[[ Data extracts, beginning ]]
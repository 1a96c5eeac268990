//! Transport-level error types.

use hiveindex_core::error::IndexerError;
use thiserror::Error;

use crate::rpc::JsonRpcError;

/// Errors that can occur while talking to a node.
#[derive(Debug, Error)]
pub enum TransportError {
    /// HTTP request failed (connection refused, 5xx, etc.).
    #[error("HTTP error: {0}")]
    Http(String),

    /// JSON-RPC protocol-level error returned by the node.
    #[error("RPC error {}: {}", .0.code, .0.message)]
    Rpc(JsonRpcError),

    /// Request timed out.
    #[error("Request timed out: {0}")]
    Timeout(String),

    /// Response could not be deserialized.
    #[error("Deserialization error: {0}")]
    Deserialization(#[from] serde_json::Error),

    /// The node answered, but not with what was asked for.
    #[error("Unexpected response: {0}")]
    Unexpected(String),
}

impl TransportError {
    /// Returns `true` if this error is retryable (transient).
    pub fn is_retryable(&self) -> bool {
        matches!(self, Self::Http(_) | Self::Timeout(_))
    }
}

impl From<reqwest::Error> for TransportError {
    fn from(e: reqwest::Error) -> Self {
        if e.is_timeout() {
            Self::Timeout(e.to_string())
        } else {
            Self::Http(e.to_string())
        }
    }
}

impl From<TransportError> for IndexerError {
    fn from(e: TransportError) -> Self {
        IndexerError::Rpc(e.to_string())
    }
}

#[cfg(test)]
mod tests {
    use super::*;

    #[test]
    fn retryable_classification() {
        assert!(TransportError::Http("502".into()).is_retryable());
        assert!(TransportError::Timeout("30s".into()).is_retryable());
        let rpc = TransportError::Rpc(JsonRpcError {
            code: -32602,
            message: "Invalid parameters".into(),
            data: None,
        });
        assert!(!rpc.is_retryable());
        assert!(!TransportError::Unexpected("x".into()).is_retryable());
    }

    #[test]
    fn converts_into_indexer_rpc_error() {
        let err: IndexerError = TransportError::Http("connection refused".into()).into();
        assert!(err.is_rpc());
        assert!(err.to_string().contains("connection refused"));
    }
}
[[ Data extracts, end ]]
### Task item
Give the records above again, word for word.

### Output of the exercise
repository 1a96c5eeac268990
//! Transport-level error types.

use hiveindex_core::error::IndexerError;
use thiserror::Error;

use crate::rpc::JsonRpcError;

/// Errors that can occur while talking to a node.
#[derive(Debug, Error)]
pub enum TransportError {
    /// HTTP request failed (connection refused, 5xx, etc.).
    #[error("HTTP error: {0}")]
    Http(String),

    /// JSON-RPC protocol-level error returned by the node.
    #[error("RPC error {}: {}", .0.code, .0.message)]
    Rpc(JsonRpcError),

    /// Request timed out.
    #[error("Request timed out: {0}")]
    Timeout(String),

    /// Response could not be deserialized.
    #[error("Deserialization error: {0}")]
    Deserialization(#[from] serde_json::Error),

    /// The node answered, but not with what was asked for.
    #[error("Unexpected response: {0}")]
    Unexpected(String),
}

impl TransportError {
    /// Returns `true` if this error is retryable (transient).
    pub fn is_retryable(&self) -> bool {
        matches!(self, Self::Http(_) | Self::Timeout(_))
    }
}

impl From<reqwest::Error> for TransportError {
    fn from(e: reqwest::Error) -> Self {
        if e.is_timeout() {
            Self::Timeout(e.to_string())
        } else {
            Self::Http(e.to_string())
        }
    }
}

impl From<TransportError> for IndexerError {
    fn from(e: TransportError) -> Self {
        IndexerError::Rpc(e.to_string())
    }
}

#[cfg(test)]
mod tests {
    use super::*;

    #[test]
    fn retryable_classification() {
        assert!(TransportError::Http("502".into()).is_retryable());
        assert!(TransportError::Timeout("30s".into()).is_retryable());
        let rpc = TransportError::Rpc(JsonRpcError {
            code: -32602,
            message: "Invalid parameters".into(),
            data: None,
        });
        assert!(!rpc.is_retryable());
        assert!(!TransportError::Unexpected("x".into()).is_retryable());
    }

    #[test]
    fn converts_into_indexer_rpc_error() {
        let err: IndexerError = TransportError::Http("connection refused".into()).into();
        assert!(err.is_rpc());
        assert!(err.to_string().contains("connection refused"));
    }
}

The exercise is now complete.